“Piano casa”: accolte le richieste delle regioni che hanno detto no al decreto

Il provvedimento non sarà vagliato dal Consiglio dei ministri di venerdì. Soddisfatto Rollandin che ha ribadito la necessità che vengano mantenute le competenze primarie della Valle d’Aosta in materia urbanistica.
Augusto Rollandin alla conferenza delle Regioni
Politica

Sul "piano casa" Regioni e i Comuni hanno vinto, per ora, la partita. Il progetto non verrà presentato per decreto questo venerdì al Consiglio dei Ministri. Il Governo ha quindi dato tempo, fino a giovedì prossimo, alla Conferenza delle Regioni per trovare un accordo sui contenuti della bozza che contiene le norme e gli investimenti in materia edilizia.
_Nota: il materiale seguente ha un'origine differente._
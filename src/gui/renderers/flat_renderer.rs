use kiss3d::camera::Camera;
use kiss3d::context::Context;
use kiss3d::renderer::Renderer;
use kiss3d::resource::{
    AllocationType, BufferType, Effect, GPUVec, ShaderAttribute, ShaderUniform,
};

use nalgebra::{Matrix4, Point3};

use crate::model::meshes::ColoredVertex;
use crate::render::{Dirty, Primitive, RenderData};

struct Layer {
    // Stored as (pt, color, pt, color, ...)
    gpu_data: GPUVec<Point3<f32>>,
    primitive: Primitive,
    width: f32,
    // Layer space to pixels
    model: Matrix4<f32>,
    visible: bool,
}

// Draws 2D colored vertices in pixel space, ignoring the kiss3d camera. Each
// layer mirrors one `RenderData`, and only re-uploads what it reports dirty.
pub struct FlatRenderer {
    // OpenGL stuff
    shader: Effect,
    pos: ShaderAttribute<Point3<f32>>,
    color: ShaderAttribute<Point3<f32>>,
    model: ShaderUniform<Matrix4<f32>>,
    proj: ShaderUniform<Matrix4<f32>>,
    point_size: ShaderUniform<f32>,
    projection: Matrix4<f32>,
    // Data storage
    layers: Vec<Layer>,
}

fn interleave(vertex: &ColoredVertex) -> [Point3<f32>; 2] {
    [
        Point3::new(vertex.position.x, vertex.position.y, 0.0),
        vertex.color,
    ]
}

// Strips go up as separate segments, so every layer can be drawn as a plain
// primitive.
fn gpu_vertices(data: &RenderData<ColoredVertex>) -> Vec<Point3<f32>> {
    match data.primitive() {
        Primitive::LineStrip => data
            .segments()
            .into_iter()
            .flat_map(|(a, b)| {
                let [a_pos, a_color] = interleave(a);
                let [b_pos, b_color] = interleave(b);
                vec![a_pos, a_color, b_pos, b_color]
            })
            .collect(),
        _ => data.vertices().iter().flat_map(interleave).collect(),
    }
}

impl FlatRenderer {
    pub fn new() -> Self {
        let mut shader = Effect::new_from_str(VERTEX_SRC, FRAGMENT_SRC);

        shader.use_program();

        FlatRenderer {
            pos: shader
                .get_attrib::<Point3<f32>>("position")
                .expect("Failed to get shader attribute."),
            color: shader
                .get_attrib::<Point3<f32>>("color")
                .expect("Failed to get shader attribute."),
            model: shader
                .get_uniform::<Matrix4<f32>>("model")
                .expect("Failed to get shader uniform."),
            proj: shader
                .get_uniform::<Matrix4<f32>>("proj")
                .expect("Failed to get shader uniform."),
            point_size: shader
                .get_uniform::<f32>("size")
                .expect("Failed to get shader uniform."),
            shader,
            projection: Matrix4::identity(),
            layers: vec![],
        }
    }

    /// Adds a layer and returns its slot.
    pub fn add_layer(&mut self, data: &mut RenderData<ColoredVertex>) -> usize {
        data.take_dirty();
        let layer = Layer {
            gpu_data: GPUVec::new(
                gpu_vertices(data),
                BufferType::Array,
                AllocationType::StreamDraw,
            ),
            primitive: data.primitive(),
            width: data.width,
            model: Matrix4::identity(),
            visible: true,
        };
        self.layers.push(layer);
        self.layers.len() - 1
    }

    /// Brings a layer up to date with its `RenderData`.
    pub fn sync_layer(&mut self, slot: usize, data: &mut RenderData<ColoredVertex>) {
        let layer = &mut self.layers[slot];
        layer.width = data.width;

        match data.take_dirty() {
            Dirty::Clean => {}
            Dirty::Range { start, end } if data.primitive() != Primitive::LineStrip => {
                // Same length, so patch the buffer in place
                if let Some(buffer) = layer.gpu_data.data_mut() {
                    for (i, vertex) in data.vertices()[start..end].iter().enumerate() {
                        let [pos, color] = interleave(vertex);
                        buffer[2 * (start + i)] = pos;
                        buffer[2 * (start + i) + 1] = color;
                    }
                }
            }
            Dirty::All | Dirty::Range { .. } => {
                layer.gpu_data = GPUVec::new(
                    gpu_vertices(data),
                    BufferType::Array,
                    AllocationType::StreamDraw,
                );
            }
        }
    }

    pub fn set_model(&mut self, slot: usize, model: Matrix4<f32>) {
        self.layers[slot].model = model;
    }

    pub fn set_visible(&mut self, slot: usize, visible: bool) {
        self.layers[slot].visible = visible;
    }

    pub fn set_projection(&mut self, projection: Matrix4<f32>) {
        self.projection = projection;
    }
}

impl Renderer for FlatRenderer {
    fn render(&mut self, _pass: usize, _camera: &mut dyn Camera) {
        if self.layers.is_empty() {
            return;
        }

        self.shader.use_program();
        self.pos.enable();
        self.color.enable();
        self.proj.upload(&self.projection);

        let ctxt = Context::get();
        for layer in self.layers.iter_mut() {
            if !layer.visible || layer.gpu_data.len() == 0 {
                continue;
            }

            self.pos.bind_sub_buffer(&mut layer.gpu_data, 1, 0);
            self.color.bind_sub_buffer(&mut layer.gpu_data, 1, 1);
            self.model.upload(&layer.model);
            self.point_size.upload(&layer.width);

            let mode = match layer.primitive {
                Primitive::Lines | Primitive::LineStrip => Context::LINES,
                Primitive::Points => Context::POINTS,
                Primitive::Triangles => Context::TRIANGLES,
            };
            ctxt.line_width(layer.width);
            ctxt.point_size(layer.width);
            ctxt.draw_arrays(mode, 0, (layer.gpu_data.len() / 2) as i32);
        }

        self.pos.disable();
        self.color.disable();
    }
}

/// Vertex shader used by the material to display colored 2D primitives.
static VERTEX_SRC: &str = "#version 100
    attribute vec3 position;
    attribute vec3 color;
    varying   vec3 vColor;
    uniform   mat4 model;
    uniform   mat4 proj;
    uniform   float size;
    void main() {
        gl_Position = proj * model * vec4(position, 1.0);
        gl_PointSize = size;
        vColor = color;
    }";

/// Fragment shader used by the material to display colored 2D primitives.
static FRAGMENT_SRC: &str = "#version 100
#ifdef GL_FRAGMENT_PRECISION_HIGH
   precision highp float;
#else
   precision mediump float;
#endif

    varying vec3 vColor;
    void main() {
        gl_FragColor = vec4(vColor, 1.0);
    }";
Una soluzione che soddisfa anche il Presidente della Regione Valle d’Aosta Augusto Rollandin che, questa mattina, mercoledì 25 marzo, a Roma, alla Conferenza delle Regioni, aveva ribadito la sua contrarietà al decreto e la necessità “che vengano mantenute le competenze primarie della Valle d’Aosta in materia di urbanistica”.

Il percorso del provvedimento prevede ora l’istituzione, a livello nazionale, di un tavolo tecnico per una soluzione condivisa che valuterà tutte le misure e che dovrebbe concludere il suo lavoro entro martedì prossimo. Dopodiché sarà convocata una nuova conferenza unificata Stato-Regioni per analizzare il lavoro fatto.